Sciatica syndrome - When back pain radiates into the leg

"I've got it back with the sciatica" - when Aunt Käthe used to complain in the winter as usual, her crooked posture was imitated behind her back. Decades later, this childhood memory reappears, while hauling boxes hauls a sudden pain in the leg. "Sciatica" is first of all a short form for the sciatic nerve, the longest and thickest nerve in humans. It arises from bilateral plexus lumbosacralis, a network of nerves formed by many spinal nerves at the level of the sacrum. The sciatic nerve pulls on the buttocks and the back of the thigh - whose flexor he supplies - along the popliteal fossa, where it divides into the tibial and calf nerves and thus supplies the muscles and skin of the lower leg and foot. Not infrequently, there are disorders in the course of the sciatic nerve, which can lead to typical pain and failures. This is referred to as ischia syndrome, also commonly abbreviated as "sciatica".

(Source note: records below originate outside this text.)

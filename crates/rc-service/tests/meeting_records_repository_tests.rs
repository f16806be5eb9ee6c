//! Meeting record repository integration tests.
//!
//! Tests database operations for the meeting_records and attendee_records
//! tables using `#[sqlx::test]` for isolated test databases.

#![allow(clippy::unwrap_used, clippy::expect_used, clippy::indexing_slicing)]

use chrono::{Duration, Utc};
use common::types::{RoomTitle, TeamId};
use rc_service::models::{
    IntervalStatus, NewAttendeeRecord, NewMeetingRecord, NewOccupancyInterval,
};
use rc_service::repositories::{
    MeetingRecordStore, OccupancyLedger, PgMeetingRecordStore, PgOccupancyLedger,
};
use sqlx::PgPool;

fn new_record(title: &str, meeting_id: &str, ttl: Duration) -> NewMeetingRecord {
    let blob = serde_json::to_vec(&serde_json::json!({"meeting_id": meeting_id})).unwrap();
    NewMeetingRecord {
        title: RoomTitle::normalized(title),
        provider_meeting: blob,
        ttl,
    }
}

fn opening(title: &str, attendee: &str) -> NewOccupancyInterval {
    NewOccupancyInterval {
        team_id: TeamId::new("team-42"),
        title: RoomTitle::normalized(title),
        attendee_name: attendee.to_string(),
        user_email: format!("{}@example.com", attendee.to_lowercase()),
    }
}

/// Test that get returns None for a title with no record.
#[sqlx::test(migrations = "../../migrations")]
async fn test_get_absent_title(pool: PgPool) -> Result<(), anyhow::Error> {
    let store = PgMeetingRecordStore::new(pool);

    let record = store.get(&RoomTitle::normalized("standup-1")).await?;
    assert!(record.is_none());

    Ok(())
}

/// Test that create_room writes the record and its opening interval
/// together, and the stored blob round-trips.
#[sqlx::test(migrations = "../../migrations")]
async fn test_create_room_writes_record_and_opening_interval(
    pool: PgPool,
) -> Result<(), anyhow::Error> {
    let store = PgMeetingRecordStore::new(pool.clone());
    let ledger = PgOccupancyLedger::new(pool);
    let title = RoomTitle::normalized("standup-1");

    store
        .create_room(
            new_record("standup-1", "m-001", Duration::hours(1)),
            opening("standup-1", "Alice"),
        )
        .await?;

    let record = store.get(&title).await?.expect("record should be live");
    let meeting = record.decode_provider_meeting()?;
    assert_eq!(meeting.meeting_id, "m-001");
    assert!(record.expires_at > Utc::now());

    let interval = ledger
        .latest_for_room(&title)
        .await?
        .expect("opening interval should exist");
    assert_eq!(interval.status, IntervalStatus::Open);
    assert_eq!(interval.attendee_name, "Alice");
    assert!(interval.ended_at.is_none());

    Ok(())
}

/// Test that an expired record reads as absent even while physically
/// present.
#[sqlx::test(migrations = "../../migrations")]
async fn test_get_treats_expired_record_as_absent(pool: PgPool) -> Result<(), anyhow::Error> {
    let store = PgMeetingRecordStore::new(pool.clone());
    let title = RoomTitle::normalized("standup-1");

    store
        .create_room(
            new_record("standup-1", "m-001", Duration::seconds(-10)),
            opening("standup-1", "Alice"),
        )
        .await?;

    assert!(store.get(&title).await?.is_none());

    // The row is still physically there until the sweeper runs.
    let count: i64 = sqlx::query_scalar("SELECT COUNT(*) FROM meeting_records WHERE title = $1")
        .bind(title.as_str())
        .fetch_one(&pool)
        .await?;
    assert_eq!(count, 1);

    Ok(())
}

/// Test that a second create_room for the same title wins (last writer)
/// and appends another interval.
#[sqlx::test(migrations = "../../migrations")]
async fn test_create_room_is_last_writer_wins(pool: PgPool) -> Result<(), anyhow::Error> {
    let store = PgMeetingRecordStore::new(pool.clone());
    let title = RoomTitle::normalized("standup-1");

    store
        .create_room(
            new_record("standup-1", "m-001", Duration::hours(1)),
            opening("standup-1", "Alice"),
        )
        .await?;
    store
        .create_room(
            new_record("standup-1", "m-002", Duration::hours(1)),
            opening("standup-1", "Bob"),
        )
        .await?;

    let record = store.get(&title).await?.expect("record should be live");
    assert_eq!(record.decode_provider_meeting()?.meeting_id, "m-002");

    let count: i64 =
        sqlx::query_scalar("SELECT COUNT(*) FROM occupancy_records WHERE title = $1")
            .bind(title.as_str())
            .fetch_one(&pool)
            .await?;
    assert_eq!(count, 2);

    Ok(())
}

/// Test that delete removes the record and is an idempotent no-op when
/// the record is absent.
#[sqlx::test(migrations = "../../migrations")]
async fn test_delete_is_idempotent(pool: PgPool) -> Result<(), anyhow::Error> {
    let store = PgMeetingRecordStore::new(pool);
    let title = RoomTitle::normalized("standup-1");

    // Deleting an absent record must not fail.
    store.delete(&title).await?;

    store
        .create_room(
            new_record("standup-1", "m-001", Duration::hours(1)),
            opening("standup-1", "Alice"),
        )
        .await?;
    store.delete(&title).await?;
    assert!(store.get(&title).await?.is_none());

    // And again.
    store.delete(&title).await?;

    Ok(())
}

/// Test attendee record round-trip and upsert.
#[sqlx::test(migrations = "../../migrations")]
async fn test_attendee_record_round_trip(pool: PgPool) -> Result<(), anyhow::Error> {
    let store = PgMeetingRecordStore::new(pool);
    let title = RoomTitle::normalized("standup-1");

    store
        .put_attendee(NewAttendeeRecord {
            title: title.clone(),
            attendee_id: "a-1".to_string(),
            display_name: "Alice".to_string(),
            ttl: Duration::hours(1),
        })
        .await?;

    let record = store
        .get_attendee(&title, "a-1")
        .await?
        .expect("attendee should resolve");
    assert_eq!(record.display_name, "Alice");

    // Upsert replaces the display name.
    store
        .put_attendee(NewAttendeeRecord {
            title: title.clone(),
            attendee_id: "a-1".to_string(),
            display_name: "Alice Anderson".to_string(),
            ttl: Duration::hours(1),
        })
        .await?;
    let record = store
        .get_attendee(&title, "a-1")
        .await?
        .expect("attendee should resolve");
    assert_eq!(record.display_name, "Alice Anderson");

    assert!(store.get_attendee(&title, "a-404").await?.is_none());

    Ok(())
}

/// Test that an expired attendee record reads as absent.
#[sqlx::test(migrations = "../../migrations")]
async fn test_expired_attendee_record_is_absent(pool: PgPool) -> Result<(), anyhow::Error> {
    let store = PgMeetingRecordStore::new(pool);
    let title = RoomTitle::normalized("standup-1");

    store
        .put_attendee(NewAttendeeRecord {
            title: title.clone(),
            attendee_id: "a-1".to_string(),
            display_name: "Alice".to_string(),
            ttl: Duration::seconds(-10),
        })
        .await?;

    assert!(store.get_attendee(&title, "a-1").await?.is_none());

    Ok(())
}

/// Test that purge_expired removes only expired rows and reports counts.
#[sqlx::test(migrations = "../../migrations")]
async fn test_purge_expired_removes_only_expired_rows(pool: PgPool) -> Result<(), anyhow::Error> {
    let store = PgMeetingRecordStore::new(pool.clone());

    store
        .create_room(
            new_record("standup-live", "m-001", Duration::hours(1)),
            opening("standup-live", "Alice"),
        )
        .await?;
    store
        .create_room(
            new_record("standup-dead", "m-002", Duration::seconds(-10)),
            opening("standup-dead", "Bob"),
        )
        .await?;
    store
        .put_attendee(NewAttendeeRecord {
            title: RoomTitle::normalized("standup-dead"),
            attendee_id: "a-1".to_string(),
            display_name: "Bob".to_string(),
            ttl: Duration::seconds(-10),
        })
        .await?;

    let purged = PgMeetingRecordStore::purge_expired(&pool).await?;
    assert_eq!(purged, 2);

    let live: i64 = sqlx::query_scalar("SELECT COUNT(*) FROM meeting_records")
        .fetch_one(&pool)
        .await?;
    assert_eq!(live, 1);

    // A second sweep finds nothing.
    let purged = PgMeetingRecordStore::purge_expired(&pool).await?;
    assert_eq!(purged, 0);

    Ok(())
}
//! Occupancy ledger integration tests.
//!
//! Tests room-level interval bookkeeping against isolated test databases.

#![allow(clippy::unwrap_used, clippy::expect_used, clippy::indexing_slicing)]

use common::types::{RoomTitle, TeamId};
use rc_service::models::{IntervalStatus, NewOccupancyInterval};
use rc_service::repositories::{OccupancyLedger, PgOccupancyLedger};
use sqlx::PgPool;

fn interval(title: &str, attendee: &str) -> NewOccupancyInterval {
    NewOccupancyInterval {
        team_id: TeamId::new("team-42"),
        title: RoomTitle::normalized(title),
        attendee_name: attendee.to_string(),
        user_email: format!("{}@example.com", attendee.to_lowercase()),
    }
}

/// Test that open_interval inserts an open record with no end timestamp.
#[sqlx::test(migrations = "../../migrations")]
async fn test_open_interval(pool: PgPool) -> Result<(), anyhow::Error> {
    let ledger = PgOccupancyLedger::new(pool);

    let record = ledger.open_interval(interval("standup-1", "Alice")).await?;

    assert_eq!(record.status, IntervalStatus::Open);
    assert!(record.ended_at.is_none());
    assert_eq!(record.attendee_name, "Alice");
    assert_eq!(record.team_id.as_str(), "team-42");
    assert_eq!(record.title, RoomTitle::normalized("standup-1"));

    Ok(())
}

/// Test that latest_for_room returns None for an unknown room and the
/// newest record otherwise.
#[sqlx::test(migrations = "../../migrations")]
async fn test_latest_for_room(pool: PgPool) -> Result<(), anyhow::Error> {
    let ledger = PgOccupancyLedger::new(pool);
    let title = RoomTitle::normalized("standup-1");

    assert!(ledger.latest_for_room(&title).await?.is_none());

    ledger.open_interval(interval("standup-1", "Alice")).await?;
    let second = ledger.open_interval(interval("standup-1", "Bob")).await?;

    let latest = ledger
        .latest_for_room(&title)
        .await?
        .expect("latest should exist");
    assert_eq!(latest.occupancy_id, second.occupancy_id);

    // Other rooms do not leak in.
    ledger.open_interval(interval("standup-2", "Carol")).await?;
    let latest = ledger
        .latest_for_room(&title)
        .await?
        .expect("latest should exist");
    assert_eq!(latest.attendee_name, "Bob");

    Ok(())
}

/// Test that close on a room with zero records is a quiet no-op.
#[sqlx::test(migrations = "../../migrations")]
async fn test_close_on_empty_room_is_noop(pool: PgPool) -> Result<(), anyhow::Error> {
    let ledger = PgOccupancyLedger::new(pool);

    let closed = ledger
        .close_latest_open_for_room(&RoomTitle::normalized("never-used"))
        .await?;
    assert!(closed.is_none());

    Ok(())
}

/// Test that close stamps the newest open interval and a repeat close is
/// a no-op.
#[sqlx::test(migrations = "../../migrations")]
async fn test_close_then_repeat_close(pool: PgPool) -> Result<(), anyhow::Error> {
    let ledger = PgOccupancyLedger::new(pool);
    let title = RoomTitle::normalized("standup-1");

    let opened = ledger.open_interval(interval("standup-1", "Alice")).await?;

    let closed = ledger
        .close_latest_open_for_room(&title)
        .await?
        .expect("open interval should close");
    assert_eq!(closed.occupancy_id, opened.occupancy_id);
    assert_eq!(closed.status, IntervalStatus::Closed);
    assert!(closed.ended_at.is_some());

    // Already closed: nothing to do, no error.
    let again = ledger.close_latest_open_for_room(&title).await?;
    assert!(again.is_none());

    Ok(())
}

/// Test that close after a reopen targets the new open interval, not the
/// closed history.
#[sqlx::test(migrations = "../../migrations")]
async fn test_close_targets_open_interval_after_reopen(
    pool: PgPool,
) -> Result<(), anyhow::Error> {
    let ledger = PgOccupancyLedger::new(pool);
    let title = RoomTitle::normalized("standup-1");

    ledger.open_interval(interval("standup-1", "Alice")).await?;
    ledger.close_latest_open_for_room(&title).await?;

    let reopened = ledger.open_interval(interval("standup-1", "Bob")).await?;
    let closed = ledger
        .close_latest_open_for_room(&title)
        .await?
        .expect("reopened interval should close");

    assert_eq!(closed.occupancy_id, reopened.occupancy_id);
    assert_eq!(closed.attendee_name, "Bob");

    Ok(())
}
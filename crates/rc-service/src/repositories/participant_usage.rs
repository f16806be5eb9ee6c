//! Participant-level usage tracker.
//!
//! Append-only intervals scoped by room title **and** participant
//! identity. A room can have several participants with independently open
//! intervals, so the close path must never select "the newest record for
//! this title" alone: it matches on identity as well, or an unrelated,
//! still-active participant's interval would be silently terminated.
//!
//! Deliberately a separate operation from the room-level close in
//! [`crate::repositories::occupancy`] so the identity filter cannot be
//! dropped in a refactor.

use crate::errors::RcError;
use crate::models::{NewUsageInterval, ParticipantUsageRecord};
use crate::observability::metrics;
use async_trait::async_trait;
use common::types::RoomTitle;
use sqlx::postgres::PgRow;
use sqlx::{PgPool, Row};
use std::time::Instant;
use tracing::{debug, instrument};

/// Tracker of per-participant usage intervals.
#[async_trait]
pub trait ParticipantUsageTracker: Send + Sync {
    /// Append an open usage interval for a participant in a room.
    async fn open_interval(
        &self,
        interval: NewUsageInterval,
    ) -> Result<ParticipantUsageRecord, RcError>;

    /// Close the newest open interval matching both title and identity.
    ///
    /// Returns `Ok(None)` without error when no interval matches:
    /// duplicate end events and participants who never opened a tracked
    /// interval are valid, non-error conditions.
    async fn close_latest_open_for_participant(
        &self,
        title: &RoomTitle,
        participant_identity: &str,
    ) -> Result<Option<ParticipantUsageRecord>, RcError>;
}

/// Postgres-backed participant usage tracker.
#[derive(Clone)]
pub struct PgParticipantUsageTracker {
    pool: PgPool,
}

impl PgParticipantUsageTracker {
    /// Create a tracker over a connection pool.
    pub fn new(pool: PgPool) -> Self {
        Self { pool }
    }
}

/// Columns selected for every usage query.
const USAGE_COLUMNS: &str = r#"
    usage_id, title, participant_identity, user_email, started_at, ended_at
"#;

/// Map a database row to a `ParticipantUsageRecord`.
fn map_row_to_usage(row: &PgRow) -> ParticipantUsageRecord {
    ParticipantUsageRecord {
        usage_id: row.get("usage_id"),
        title: RoomTitle::normalized(row.get("title")),
        participant_identity: row.get("participant_identity"),
        user_email: row.get("user_email"),
        started_at: row.get("started_at"),
        ended_at: row.get("ended_at"),
    }
}

#[async_trait]
impl ParticipantUsageTracker for PgParticipantUsageTracker {
    #[instrument(skip_all, name = "rc.repo.open_usage_interval", fields(title = %interval.title))]
    async fn open_interval(
        &self,
        interval: NewUsageInterval,
    ) -> Result<ParticipantUsageRecord, RcError> {
        let start = Instant::now();

        let query = format!(
            r#"
            INSERT INTO participant_usage_records (title, participant_identity, user_email)
            VALUES ($1, $2, $3)
            RETURNING {USAGE_COLUMNS}
            "#
        );

        let row = sqlx::query(&query)
            .bind(interval.title.as_str())
            .bind(&interval.participant_identity)
            .bind(&interval.user_email)
            .fetch_one(&self.pool)
            .await
            .map_err(|e| {
                metrics::record_db_query("open_usage_interval", "error", start.elapsed());
                RcError::from(e)
            })?;

        metrics::record_db_query("open_usage_interval", "success", start.elapsed());

        Ok(map_row_to_usage(&row))
    }

    #[instrument(
        skip_all,
        name = "rc.repo.close_participant_interval",
        fields(title = %title, participant = %participant_identity)
    )]
    async fn close_latest_open_for_participant(
        &self,
        title: &RoomTitle,
        participant_identity: &str,
    ) -> Result<Option<ParticipantUsageRecord>, RcError> {
        let start = Instant::now();

        // The inner predicate matches on identity as well as title.
        let query = format!(
            r#"
            UPDATE participant_usage_records
            SET ended_at = NOW()
            WHERE usage_id = (
                SELECT usage_id
                FROM participant_usage_records
                WHERE title = $1
                  AND participant_identity = $2
                  AND ended_at IS NULL
                ORDER BY started_at DESC
                LIMIT 1
            )
            RETURNING {USAGE_COLUMNS}
            "#
        );

        let row = sqlx::query(&query)
            .bind(title.as_str())
            .bind(participant_identity)
            .fetch_optional(&self.pool)
            .await
            .map_err(|e| {
                metrics::record_db_query("close_participant_interval", "error", start.elapsed());
                RcError::from(e)
            })?;

        metrics::record_db_query("close_participant_interval", "success", start.elapsed());

        match row {
            Some(row) => Ok(Some(map_row_to_usage(&row))),
            None => {
                debug!(
                    target: "rc.repo.participant_usage",
                    title = %title,
                    participant = %participant_identity,
                    "No matching open usage interval to close"
                );
                Ok(None)
            }
        }
    }
}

How does an ischial syndrome develop?

By far the most common cause are disorders of the lower lumbar spine. The bony processes on the vertebral bodies connect the adjacent vertebrae with each other. In between are recesses through which the spinal nerves emerge; These parts are also called nerve roots.

If it comes to signs of wear of the discs (as in a herniated disc) and / or the vertebral body, these intervertebral holes can narrow so that the nerve roots are squeezed there. Due to the anatomical conditions, the area at the transition from the lumbar spine to the sacrum is particularly often affected, ie where the nerve root of the sciatic nerve is located. If there is a restriction, abrupt movements, turns, or lifting a heavy load can cause a complaint.

Other triggers for the nerve irritation are cool drafts, especially after soaking (eg when you are sitting on a cold stone with a wet swimming trunks) or the pressure on the nerve fibers by a tumor in the pelvis or by the unborn baby during pregnancy. Rarer causes are nerve inflammation, for example due to infections such as shingles, damage in the context of chronic diseases such as diabetes mellitus and rheumatism or bone injuries of the hip.